There’s also a long list of HIPAA Rules that govern how HIPAA compliance operates.

  • HIPAA Privacy Rule
  • HIPAA Security Rule
  • HIPAA Breach Notification Rule
  • HIPAA Omnibus Rule
  • HIPAA Enforcement Rule

One of the most significant issues that can arise with HIPAA compliance is a breach — so, let’s discover what can happen as a result.

What Happens When There’s a Breach in Medical Records

One of the most frightening possibilities when it comes to ePHI is a breach — which can cause massive issues for covered entities and effected victims.

Anytime information is accessed without authorization, it’s considered a data breach. One of the most common types of breaches is hacking, which has become increasingly prevalent as years progress. Personal information and data are extremely profitable, and hackers understand the power of this data. Breaches can occur in a wide range of ways, anything from phishing to malware — all the way to complete data theft can leave covered entities scrambling.

The consequences of a medical breach are unprecedented — averaging a $6.5 M price tag within the healthcare industry. There have been some massive breaches over the years, which have hit insurance companies hard.

The penalties for a medical record breach come in four tiers, each reflective of the severity of the breach and the response of the covered entity. If a company has done its due diligence with the HIPAA compliance checklist, the response penalties will be minimal — however, negligence can be costly.

What is HITECH’s Role in Medical Record Retrieval?

Before we dive into how HITECH may impact HIPAA or medical record retrieval in general, we should explore what it is.

HITECH, also known as the Health Information Technolgy for Economic and Clinical Health Act, was enacted to promote the implementation of EHRs along with additional technologies throughout the country. This act is in place to compel healthcare authorities to use electronic records instead of the outdated paper system, with incentives to help push the process forward.

An effect of this was that third-party suppliers and business associates are responsible for compliance under the Breach Notification Rule — which outlines that any breaches affecting more than 500 people must be reported to the Department of Health and Human Services for Civil Rights.

Breach notification includes notifying any victims, along with providing actionable steps to resolve the breach. Sometimes, an entity may pay for the breached party to have access to credit reports.

A partial side effect of HITECH was that business associates like law firms or other third party companies that may require access to protected health information must show that they are meeting regulatory guidelines. This joins the responsibilities of business associates and providers in how they protect confidential health and personal information when sharing.

Who Needs to Worry About Medical Records?

While providers are obviously responsible for HIPAA compliance, covered entities like insurance companies or business associates like law firms should also be aware of guidelines.

Medical record retrieval is a substantial part of many legal cases and insurance claims, which means that protected health information is in transit or stored — which means HIPAA compliance is essential.

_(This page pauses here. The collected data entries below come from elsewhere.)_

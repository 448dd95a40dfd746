//! Structured output: validated values instead of free text.
//!
//! An [`OutputStrategy`] names the shape to produce (an object, an array
//! of elements, one of a set of strings, or any JSON) and owns the
//! validator for it. [`generate_object`] makes a blocking call and
//! validates the answer, feeding failures back to the model for up to
//! `max_attempts` tries. [`stream_object`] exposes partial values while
//! the model is still writing them.
//!
//! # Streaming
//!
//! The [`Materializer`] behind [`stream_object`] keeps the JSON text
//! received so far. Every delta it repairs the buffer (closing strings
//! and brackets), validates the result in partial mode and reports it
//! only if it differs from the previous one. In array mode only complete
//! elements are shown: an element counts as complete once the next one
//! starts or the array closes.
//!
//! ```rust
//! use serde_json::json;
//! use stepflow::JsonSchema;
//! use stepflow::object::{Materializer, MaterializerEvent, OutputStrategy};
//!
//! let element = JsonSchema::new(json!({ "type": "integer" }));
//! let mut m = Materializer::new(OutputStrategy::array(&element).unwrap());
//! m.feed(r#"{"elements": [1, 2"#);
//! assert_eq!(m.latest(), Some(&json!([1])));
//! m.feed("]}");
//! assert_eq!(m.finish().unwrap(), json!([1, 2]));
//! ```

mod config;
mod generate;
mod materializer;
mod strategy;
mod stream;

pub use config::{GenerateObjectConfig, JSON_TOOL_NAME, ObjectMode};
pub use generate::{ObjectResult, generate_object};
pub use materializer::{Materializer, MaterializerEvent};
pub use strategy::OutputStrategy;
pub use stream::{ObjectStream, ObjectStreamPart, stream_object};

While many businesses choose to handle medical record retrieval in-house, there are outsourcing options to ensure the fastest possible process with optimal safeguards. Outsourced medical record retrieval for law firms can help improve efficiencies and speed — taking the burden and time-consuming process off paralegal’s plates.

Likewise, many successful insurance companies choose to outsource their medical record retrieval efforts to save on hiring an in-house team. Medical record retrieval for insurance companies is both cost-effective and reliable when it comes to improving overall processes in managing legal liabilities and handling claims.